Fitting Generalized Linear Models (using S4)

Description

glm4, very similarly as standard R's glm() is used to fit generalized linear models, specified by giving a symbolic description of the linear predictor and a description of the error distribution.

It is more general, as it fits linear, generalized linear, non-linear and generalized nonlinear models.

Usage

glm4(formula, family, data, weights, subset, na.action,
     start = NULL, etastart, mustart, offset,
     sparse = FALSE, drop.unused.levels = FALSE, doFit = TRUE,
     control = list(...),
     model = TRUE, x = FALSE, y = TRUE, contrasts = NULL, ...)

Arguments

formula

an object of class "formula" (or one that can be coerced to that class): a symbolic description of the model to be fitted. The details of model specification are given under ‘Details’.

family

a description of the error distribution and link function to be used in the model. This can be a character string naming a family function, a family function or the result of a call to a family function. (See family for details of family functions.)

data

an optional data frame, list or environment (or object coercible by as.data.frame to a data frame) containing the variables in the model. If not found in data, the variables are taken from environment(formula), typically the environment from which glm is called.

weights

an optional vector of ‘prior weights’ to be used in the fitting process. Should be NULL or a numeric vector.

subset

an optional vector specifying a subset of observations to be used in the fitting process.

na.action

a function which indicates what should happen when the data contain NAs. The default is set by the na.action setting of options, and is na.fail if that is unset. The ‘factory-fresh’ default is na.omit. Another possible value is NULL, no action. Value na.exclude can be useful.

start, etastart, mustart

starting values for the parameters in the linear predictor, the predictor itself and for the vector of means.

offset

this can be used to specify an a priori known component to be included in the linear predictor during fitting. This should be NULL or a numeric vector of length equal to the number of cases. One or more offset terms can be included in the formula instead or as well, and if more than one is specified their sum is used. See model.offset.

sparse

logical indicating if the model matrix should be sparse or not.

drop.unused.levels

used only when sparse is TRUE: Should factors have unused levels dropped? (This used to be true, implicitly in the first versions up to July 2010; the default has been changed for compatibility with R's standard (dense) model.matrix().

doFit

logical indicating if the model should be fitted (or just returned unfitted).

control

a list with options on fitting; currently passed unchanged to (hidden) function IRLS().

model, x, y

currently ignored; here for back compatibility with glm.

contrasts

passed to model.Matrix(.., contrasts.arg = contrasts), see its documentation.

...

potentially arguments passed on to fitter functions; not used currently.

Value

an object of class glpModel.

See Also

glm() the standard R function;
lm.fit.sparse() a sparse least squares fitter.

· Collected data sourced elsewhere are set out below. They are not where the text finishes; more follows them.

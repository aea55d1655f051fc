//! Transient notification ("toast") state machine.
//!
//! A toast moves `Hidden -> Visible -> FadingOut -> Hidden`. Entering
//! `Visible` arms a single hide timer; when it elapses the toast starts
//! fading, and once the fade completes it is hidden again. Showing a message
//! while the toast is already on screen only replaces the text.
//!
//! Timers are returned as [`ToastEffect`] values rather than started here, so
//! the owner decides how (and whether) to wait. Each visible period carries a
//! [`ToastTicket`]; timer completions with a stale ticket are ignored.

use std::time::Duration;

/// Default time a toast stays fully visible.
pub const DEFAULT_HIDE_AFTER: Duration = Duration::from_millis(2000);

/// Default duration of the fade-out animation.
pub const DEFAULT_FADE_DURATION: Duration = Duration::from_millis(250);

/// Timer settings for the toast lifecycle.
#[derive(Debug, Clone, Copy, PartialEq, Eq)]
pub struct ToastTimings {
    /// Time between becoming visible and starting to fade.
    pub hide_after: Duration,
    /// Length of the fade-out animation.
    pub fade: Duration,
}

impl Default for ToastTimings {
    fn default() -> Self {
        Self {
            hide_after: DEFAULT_HIDE_AFTER,
            fade: DEFAULT_FADE_DURATION,
        }
    }
}

/// Lifecycle phase of the toast.
#[derive(Debug, Clone, Copy, Default, PartialEq, Eq)]
pub enum ToastPhase {
    /// Nothing on screen.
    #[default]
    Hidden,
    /// Fully visible; the hide timer is running.
    Visible,
    /// The fade-out animation is running.
    FadingOut,
}

/// Identifies one visible period of the toast.
#[derive(Debug, Clone, Copy, Default, PartialEq, Eq, Hash)]
pub struct ToastTicket(u64);

impl ToastTicket {
    const fn next(self) -> Self {
        Self(self.0.wrapping_add(1))
    }
}

/// Timed work the toast asks its owner to perform.
#[derive(Debug, Clone, Copy, PartialEq, Eq)]
pub enum ToastEffect {
    /// Wait `after`, then report [`Toast::hide_timer_elapsed`] with `ticket`.
    ArmHideTimer {
        /// Ticket of the visible period the timer belongs to.
        ticket: ToastTicket,
        /// Delay before the toast starts fading.
        after: Duration,
    },
    /// Run the fade animation, then report [`Toast::fade_finished`].
    StartFade {
        /// Ticket of the visible period being faded out.
        ticket: ToastTicket,
        /// Length of the animation.
        duration: Duration,
    },
}

/// The single notification region owned by the rating panel.
#[derive(Debug, Clone, PartialEq, Eq)]
pub struct Toast {
    phase: ToastPhase,
    message: String,
    ticket: ToastTicket,
    timings: ToastTimings,
}

impl Default for Toast {
    fn default() -> Self {
        Self::new(ToastTimings::default())
    }
}

impl Toast {
    /// Creates a hidden toast with the given timings.
    #[must_use]
    pub const fn new(timings: ToastTimings) -> Self {
        Self {
            phase: ToastPhase::Hidden,
            message: String::new(),
            ticket: ToastTicket(0),
            timings,
        }
    }

    /// Returns the current phase.
    #[must_use]
    pub const fn phase(&self) -> ToastPhase {
        self.phase
    }

    /// Returns the most recently shown message.
    #[must_use]
    pub fn message(&self) -> &str {
        &self.message
    }

    /// Returns true while the toast is visible or fading.
    #[must_use]
    pub const fn is_shown(&self) -> bool {
        !matches!(self.phase, ToastPhase::Hidden)
    }

    /// Returns the ticket of the current (or most recent) visible period.
    #[must_use]
    pub const fn ticket(&self) -> ToastTicket {
        self.ticket
    }

    /// Returns the configured timings.
    #[must_use]
    pub const fn timings(&self) -> ToastTimings {
        self.timings
    }

    /// Records `message` and shows the toast if it is hidden.
    ///
    /// Returns the hide timer to arm when the toast became visible, or
    /// `None` when it was already on screen.
    pub fn show(&mut self, message: impl Into<String>) -> Option<ToastEffect> {
        self.message = message.into();

        if self.is_shown() {
            return None;
        }

        self.phase = ToastPhase::Visible;
        self.ticket = self.ticket.next();
        Some(ToastEffect::ArmHideTimer {
            ticket: self.ticket,
            after: self.timings.hide_after,
        })
    }

    /// Handles expiry of the hide timer armed for `ticket`.
    ///
    /// Returns the fade to start, or `None` for stale or cancelled timers.
    pub fn hide_timer_elapsed(&mut self, ticket: ToastTicket) -> Option<ToastEffect> {
        if ticket != self.ticket || self.phase != ToastPhase::Visible {
            return None;
        }

        self.phase = ToastPhase::FadingOut;
        Some(ToastEffect::StartFade {
            ticket,
            duration: self.timings.fade,
        })
    }

    /// Handles completion of the fade for `ticket`, hiding the toast.
    ///
    /// Returns whether the toast was hidden.
    pub fn fade_finished(&mut self, ticket: ToastTicket) -> bool {
        if ticket != self.ticket || self.phase != ToastPhase::FadingOut {
            return false;
        }

        self.phase = ToastPhase::Hidden;
        true
    }

    /// Cancels a pending hide timer.
    ///
    /// Only a `Visible` toast has a pending timer; a running fade is left to
    /// finish. Returns whether a timer was cancelled.
    pub const fn cancel_hide_timer(&mut self) -> bool {
        if !matches!(self.phase, ToastPhase::Visible) {
            return false;
        }

        self.ticket = self.ticket.next();
        true
    }
}

#[cfg(test)]
mod tests {
    use rstest::{fixture, rstest};

    use super::{Toast, ToastEffect, ToastPhase, ToastTimings};

    #[fixture]
    fn toast() -> Toast {
        Toast::new(ToastTimings::default())
    }

    fn arm(toast: &mut Toast, message: &str) -> super::ToastTicket {
        match toast.show(message) {
            Some(ToastEffect::ArmHideTimer { ticket, .. }) => ticket,
            other => panic!("expected a hide timer, got {other:?}"),
        }
    }

    #[rstest]
    fn showing_a_hidden_toast_arms_one_timer(mut toast: Toast) {
        let effect = toast.show("Car rating loaded: Civic");

        assert_eq!(
            effect,
            Some(ToastEffect::ArmHideTimer {
                ticket: toast.ticket(),
                after: std::time::Duration::from_millis(2000),
            })
        );
        assert_eq!(toast.phase(), ToastPhase::Visible);
        assert_eq!(toast.message(), "Car rating loaded: Civic");
    }

    #[rstest]
    fn showing_while_visible_updates_text_without_new_timer(mut toast: Toast) {
        let ticket = arm(&mut toast, "first");

        assert_eq!(toast.show("second"), None);
        assert_eq!(toast.message(), "second");

        let fade = toast.hide_timer_elapsed(ticket);
        assert!(matches!(fade, Some(ToastEffect::StartFade { .. })));
        assert_eq!(toast.hide_timer_elapsed(ticket), None, "timer fires once");
    }

    #[rstest]
    fn showing_while_fading_updates_text_only(mut toast: Toast) {
        let ticket = arm(&mut toast, "first");
        toast.hide_timer_elapsed(ticket);

        assert_eq!(toast.show("during fade"), None);
        assert_eq!(toast.phase(), ToastPhase::FadingOut);
        assert_eq!(toast.message(), "during fade");
    }

    #[rstest]
    fn full_lifecycle_returns_to_hidden(mut toast: Toast) {
        let ticket = arm(&mut toast, "hello");

        toast.hide_timer_elapsed(ticket);
        assert!(toast.fade_finished(ticket));
        assert_eq!(toast.phase(), ToastPhase::Hidden);

        let next = arm(&mut toast, "again");
        assert_ne!(next, ticket, "each visible period takes a new ticket");
    }

    #[rstest]
    fn stale_tickets_are_ignored(mut toast: Toast) {
        let first = arm(&mut toast, "one");
        toast.hide_timer_elapsed(first);
        toast.fade_finished(first);
        let second = arm(&mut toast, "two");

        assert_eq!(toast.hide_timer_elapsed(first), None);
        assert!(!toast.fade_finished(first));
        assert_eq!(toast.phase(), ToastPhase::Visible);
        assert!(toast.hide_timer_elapsed(second).is_some());
    }

    #[rstest]
    fn cancelling_invalidates_the_pending_timer(mut toast: Toast) {
        let ticket = arm(&mut toast, "bye");

        assert!(toast.cancel_hide_timer());
        assert_eq!(toast.hide_timer_elapsed(ticket), None);
    }

    #[rstest]
    fn cancelling_leaves_a_running_fade_alone(mut toast: Toast) {
        let ticket = arm(&mut toast, "bye");
        toast.hide_timer_elapsed(ticket);

        assert!(!toast.cancel_hide_timer());
        assert!(toast.fade_finished(ticket));
    }
}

The resulting class glpModel documentation.

Examples

### All the following is very experimental -- and probably will change: -------

data(CO2, package="datasets")
## dense linear model
str(glm4(uptake ~ 0 + Type*Treatment, data=CO2, doFit = FALSE), 4)
## sparse linear model
str(glm4(uptake ~ 0 + Type*Treatment, data=CO2, doFit = FALSE,
                  sparse = TRUE), 4)

## From example(glm): -----------------

## Dobson (1990) Page 93: Randomized Controlled Trial :
str(trial <- data.frame(counts=c(18,17,15,20,10,20,25,13,12),
                        outcome=gl(3,1,9,labels=LETTERS[1:3]),
                        treatment=gl(3,3,labels=letters[1:3])))
glm.D93 <- glm(counts ~ outcome + treatment, family=poisson, data=trial)
summary(glm.D93)
c.glm <- unname(coef(glm.D93))
glmM  <- glm4(counts ~ outcome + treatment, family = poisson, data=trial)
glmM2 <- update(glmM, quick = FALSE) # slightly more accurate
glmM3 <- update(glmM, quick = FALSE, finalUpdate = TRUE)
                 # finalUpdate has no effect on 'coef'
stopifnot( identical(glmM2@pred@coef, glmM3@pred@coef),
           all.equal(glmM @pred@coef, c.glm, tolerance=1e-7),
           all.equal(glmM2@pred@coef, c.glm, tolerance=1e-12))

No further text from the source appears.